I thought I was done with secrets, but the secrecy had shifted to my parents, particularly my mom. The shame and fear she initially felt as I slowly shared my news was hard to bear. I had been so used to my parents being proud of me.

When I returned to Wilmington one weekend during the months between coming out to my parents and coming out publicly, I drove up wearing a women’s pea coat and ring.

I called my mom in advance to prepare her. She sighed at my clothing choice.

“Pull into the back,” she told me, referring to the empty and secluded alley behind our house that we never use.

They still didn’t want it to be real. It had seemed like they were making progress, but now it felt like my mom couldn’t even handle a jacket and a ring. What would happen when I started living every day, totally, as the woman I had always known myself to be?

These comments hurt. But honestly, I couldn’t blame her. I’d had twenty-one years to overcome the shame.

I had constantly told them that I was still the same person, but I was starting to feel like I was competing with myself. The sense of living someone else’s life that had become so unbearable persisted. I wanted them to love me as their daughter, not as the person they thought was their son. I wanted them to see and love me as me.

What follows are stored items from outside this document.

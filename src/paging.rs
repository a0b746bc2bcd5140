use serde::Deserialize;

pub const DEFAULT_PAGE: i64 = 1;
pub const DEFAULT_LIMIT: i64 = 10;
pub const MAX_LIMIT: i64 = 100;
/// Keeps `offset()` far from `i64::MAX`.
pub const MAX_PAGE: i64 = 1_000_000;

/// `?page=&limit=` as sent by clients. Missing, non-numeric or non-positive
/// values fall back to the defaults; oversized ones are clamped.
#[derive(Debug, Default, Clone, Deserialize)]
pub struct PageQuery {
    pub page: Option<String>,
    pub limit: Option<String>,
}

#[derive(Debug, Clone, Copy, PartialEq, Eq)]
pub struct Page {
    pub page: i64,
    pub limit: i64,
}

fn positive_or(value: i64, default: i64, max: i64) -> i64 {
    if value < 1 {
        default
    } else {
        value.min(max)
    }
}

impl Page {
    pub fn new(page: i64, limit: i64) -> Self {
        Self {
            page: positive_or(page, DEFAULT_PAGE, MAX_PAGE),
            limit: positive_or(limit, DEFAULT_LIMIT, MAX_LIMIT),
        }
    }

    pub fn offset(self) -> i64 {
        (self.page - 1).saturating_mul(self.limit)
    }
}

impl From<PageQuery> for Page {
    fn from(q: PageQuery) -> Self {
        let parse = |raw: Option<String>, default: i64| {
            raw.and_then(|s| s.trim().parse::<i64>().ok()).unwrap_or(default)
        };
        Page::new(parse(q.page, DEFAULT_PAGE), parse(q.limit, DEFAULT_LIMIT))
    }
}

#[cfg(test)]
mod tests {
    use super::*;

    fn query(page: &str, limit: &str) -> PageQuery {
        PageQuery {
            page: Some(page.into()),
            limit: Some(limit.into()),
        }
    }

    #[test]
    fn non_positive_values_use_defaults() {
        assert_eq!(Page::from(query("0", "-3")), Page { page: 1, limit: 10 });
        assert_eq!(Page::from(PageQuery::default()).offset(), 0);
    }

    #[test]
    fn garbage_values_use_defaults() {
        assert_eq!(Page::from(query("abc", "")), Page { page: 1, limit: 10 });
        assert_eq!(Page::from(query("2", "1.5")), Page { page: 2, limit: 10 });
    }

    #[test]
    fn huge_values_are_clamped() {
        let page = Page::from(query("9223372036854775807", "9223372036854775807"));
        assert_eq!(page, Page { page: MAX_PAGE, limit: MAX_LIMIT });
        assert_eq!(page.offset(), (MAX_PAGE - 1) * MAX_LIMIT);
        assert!(Page::new(i64::MAX, i64::MAX).offset() > 0);
    }

    #[test]
    fn offset_skips_previous_pages() {
        assert_eq!(Page::new(3, 5).offset(), 10);
    }
}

Each of us has a deep and profound desire to be seen, to be acknowledged, and to be respected in our totality. There is a unique kind of pain in being unseen. It’s a pain that cuts deep by diminishing and disempowering, and whether done intentionally or unintentionally, it’s an experience that leaves real scars.

Within most cultures, when a baby is born, we look at the child’s external anatomy and make a determination. Anatomy that looks one way means the child is a girl and anatomy that looks another way means the child is a boy. For the vast majority of people, the assumption of their gender identity largely aligns with the reality of their gender identity, but for a portion of the population—those of us who are transgender—we are assigned a gender identity that doesn’t fit.

Even for the most well-intentioned person, it may be difficult to separate an individual’s gender identity from the sex assigned to them based on the appearance of external anatomy. We’ve been taught and raised to believe that these two concepts are inextricably joined, that one not only leads to the other, but that they are actually one and the same.

This challenge—to decouple concepts previously perceived as permanently and inalterably linked—is not a new one. In the nineteenth century, the notion of “gender roles” would have seemed redundant, as a person’s sex inherently came with certain roles. In the first half of the twentieth century, the terms “straight” or “heterosexual” didn’t exist because one’s sex and who they loved were inseparable parts of each other. The words “straight” or “heterosexual” were unnecessary—the words “man” and “woman” covered it.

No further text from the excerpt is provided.